Publisher: Penguin UK
ISBN: 0718193776
Category : History
Languages : en
Pages : 802
Book Description
Food, and in particular the lack of it, was central to the experience of the Second World War. In this richly detailed and engaging history, Lizzie Collingham establishes how control of food and its production is crucial to total war. How were the imperial ambitions of Germany and Japan - ambitions which sowed the seeds of war - informed by a desire for self-sufficiency in food production? How was the outcome of the war affected by the decisions that the Allies and the Axis took over how to feed their troops?

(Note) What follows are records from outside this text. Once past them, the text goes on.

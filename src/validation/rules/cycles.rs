//! Validation rule for acyclicity.

use crate::analysis::topology;
use crate::graph::storage::GraphRegistry;
use crate::validation::error::ValidationError;

/// Reports one `CycleDetected` per strongly connected component, naming the
/// nodes along a closed walk through it.
pub(crate) fn detect_cycles(store: &GraphRegistry) -> Vec<ValidationError> {
    topology::cycles(store)
        .into_iter()
        .map(|cycle| ValidationError::CycleDetected {
            path: cycle.iter().map(|&id| store.instance(id).name.clone()).collect(),
        })
        .collect()
}
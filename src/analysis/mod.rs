//! Graph algorithms over the pipeline arena.
pub mod topology;
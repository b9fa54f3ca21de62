//! ledger.rs
//! Per-run record of node outcomes, and the execution error taxonomy.

use super::context::Context;
use crate::graph::NodeId;
use smallvec::SmallVec;

pub use self::error::{ExecutionError, NodeErrorKind, NodeExecutionError};
mod error {
    use crate::graph::{NodeId, ParameterSchemaError, Parameters};
    use std::time::Duration;
    use thiserror::Error;

    /// What went wrong inside a single node invocation.
    #[derive(Error, Debug, Clone, PartialEq)]
    pub enum NodeErrorKind {
        #[error("{0}")]
        Operation(String),
        #[error(transparent)]
        Parameters(#[from] ParameterSchemaError),
        #[error("declared output port '{0}' was not produced")]
        MissingOutput(String),
        #[error("input port '{0}' is bound element-wise but did not receive a collection")]
        NotACollection(String),
        #[error("sliced inputs differ in length ({expected} vs {actual})")]
        SliceLengthMismatch { expected: usize, actual: usize },
        #[error("timed out after {0:?}")]
        Timeout(Duration),
        #[error("computation panicked: {0}")]
        Panicked(String),
    }

    /// A node failure, carrying the node's identity and the parameters it ran with.
    #[derive(Error, Debug, Clone, PartialEq)]
    #[error("Node '{node_name}' ({node_id}) failed: {kind}")]
    pub struct NodeExecutionError {
        pub node_id: NodeId,
        pub node_name: String,
        pub parameters: Parameters,
        #[source]
        pub kind: NodeErrorKind,
    }

    impl NodeExecutionError {
        pub fn is_timeout(&self) -> bool { matches!(self.kind, NodeErrorKind::Timeout(_)) }
    }

    #[derive(Error, Debug, Clone, PartialEq)]
    pub enum ExecutionError {
        #[error("Pipeline has not been validated")]
        NotValidated,
        #[error("Initial context of type '{actual}' cannot feed input '{port}' of '{node_name}' (expects '{expected}')")]
        InputTypeMismatch { node_name: String, port: String, expected: String, actual: String },
        #[error(transparent)]
        Node(#[from] NodeExecutionError),
        #[error("Run cancelled")]
        Cancelled,
        #[error("Failed to start worker pool: {0}")]
        WorkerPool(String),
    }
}

/// Final state of one node in a run.
#[derive(Debug, Clone, PartialEq)]
pub enum NodeOutcome {
    /// One context per declared output port.
    Completed(SmallVec<[Context; 1]>),
    Failed,
    /// Never scheduled: an upstream node failed, the run stopped, or it was cancelled.
    Skipped,
}

#[derive(Debug, Clone, Default)]
pub struct Ledger {
    // Dense storage indexed by NodeId
    values: Vec<Option<NodeOutcome>>,
}

impl Ledger {
    pub fn new() -> Self { Self::default() }

    pub fn ensure_capacity(&mut self, size: usize) {
        if self.values.len() < size {
            self.values.resize(size, None);
        }
    }

    #[inline(always)]
    pub fn get(&self, node_id: NodeId) -> Option<&NodeOutcome> {
        self.values.get(node_id.index())?.as_ref()
    }

    #[inline(always)]
    pub fn insert(&mut self, node_id: NodeId, outcome: NodeOutcome) {
        let idx = node_id.index();
        if idx >= self.values.len() {
            self.values.resize(idx + 1, None);
        }
        self.values[idx] = Some(outcome);
    }

    /// The context produced on `port` by a completed node.
    pub fn output(&self, node_id: NodeId, port: usize) -> Option<&Context> {
        match self.get(node_id) {
            Some(NodeOutcome::Completed(outputs)) => outputs.get(port),
            _ => None,
        }
    }

    pub fn is_completed(&self, node_id: NodeId) -> bool {
        matches!(self.get(node_id), Some(NodeOutcome::Completed(_)))
    }

    /// True when the node failed or was skipped, so dependents must not run.
    pub fn is_blocked(&self, node_id: NodeId) -> bool {
        matches!(self.get(node_id), Some(NodeOutcome::Failed | NodeOutcome::Skipped))
    }

    /// Marks every node without an outcome as skipped.
    pub fn skip_unresolved(&mut self, count: usize) {
        self.ensure_capacity(count);
        for slot in &mut self.values {
            if slot.is_none() {
                *slot = Some(NodeOutcome::Skipped);
            }
        }
    }

    pub fn completed(&self) -> impl Iterator<Item = NodeId> + '_ {
        self.ids_where(|o| matches!(o, NodeOutcome::Completed(_)))
    }

    pub fn failed(&self) -> impl Iterator<Item = NodeId> + '_ {
        self.ids_where(|o| matches!(o, NodeOutcome::Failed))
    }

    pub fn skipped(&self) -> impl Iterator<Item = NodeId> + '_ {
        self.ids_where(|o| matches!(o, NodeOutcome::Skipped))
    }

    fn ids_where(&self, pred: impl Fn(&NodeOutcome) -> bool + 'static) -> impl Iterator<Item = NodeId> + '_ {
        self.values
            .iter()
            .enumerate()
            .filter(move |(_, slot)| slot.as_ref().is_some_and(&pred))
            .map(|(i, _)| NodeId::new(i))
    }
}

#[cfg(test)]
mod tests {
    use super::*;
    use crate::computation::context::Payload;
    use smallvec::smallvec;

    #[test]
    fn test_outcome_bookkeeping() {
        let mut ledger = Ledger::new();
        let ctx = Context::new(Payload::Scalar(1.0), "Scalar");
        ledger.insert(NodeId(0), NodeOutcome::Completed(smallvec![ctx.clone()]));
        ledger.insert(NodeId(2), NodeOutcome::Failed);
        ledger.skip_unresolved(4);

        assert_eq!(ledger.output(NodeId(0), 0), Some(&ctx));
        assert_eq!(ledger.output(NodeId(0), 1), None);
        assert!(ledger.is_blocked(NodeId(1)));
        assert!(ledger.is_blocked(NodeId(2)));
        assert_eq!(ledger.completed().collect::<Vec<_>>(), vec![NodeId(0)]);
        assert_eq!(ledger.failed().collect::<Vec<_>>(), vec![NodeId(2)]);
        assert_eq!(ledger.skipped().collect::<Vec<_>>(), vec![NodeId(1), NodeId(3)]);
    }
}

And how did the distinctive ideologies of the different combatant countries determine their attitudes towards those they had to feed? Tracing the interaction between food and strategy, on both the military and home fronts, this wide-ranging, gripping and dazzlingly original account demonstrates how the issue of access to food was a driving force within Nazi policy and contributed to the decision to murder hundreds of thousands of 'useless eaters' in Europe. Focusing on both the winners and losers in the battle for food, this book brings to light the striking fact that war-related hunger and famine was not only caused by Nazi Germany and Imperial Japan, but was also the result of Allied mismanagement and neglect, particularly in India, Africa and China. American dominance both during and after the war was not only a result of the United States' immense industrial production but also of its abundance of food. This book traces the establishment of a global pattern of food production and distribution and shows how the war subsequently promoted the pervasive influence of American food habits and tastes in the post-war world. A work of great scope, The Taste of War connects the broad sweep of history to its intimate impact upon the lives of individuals.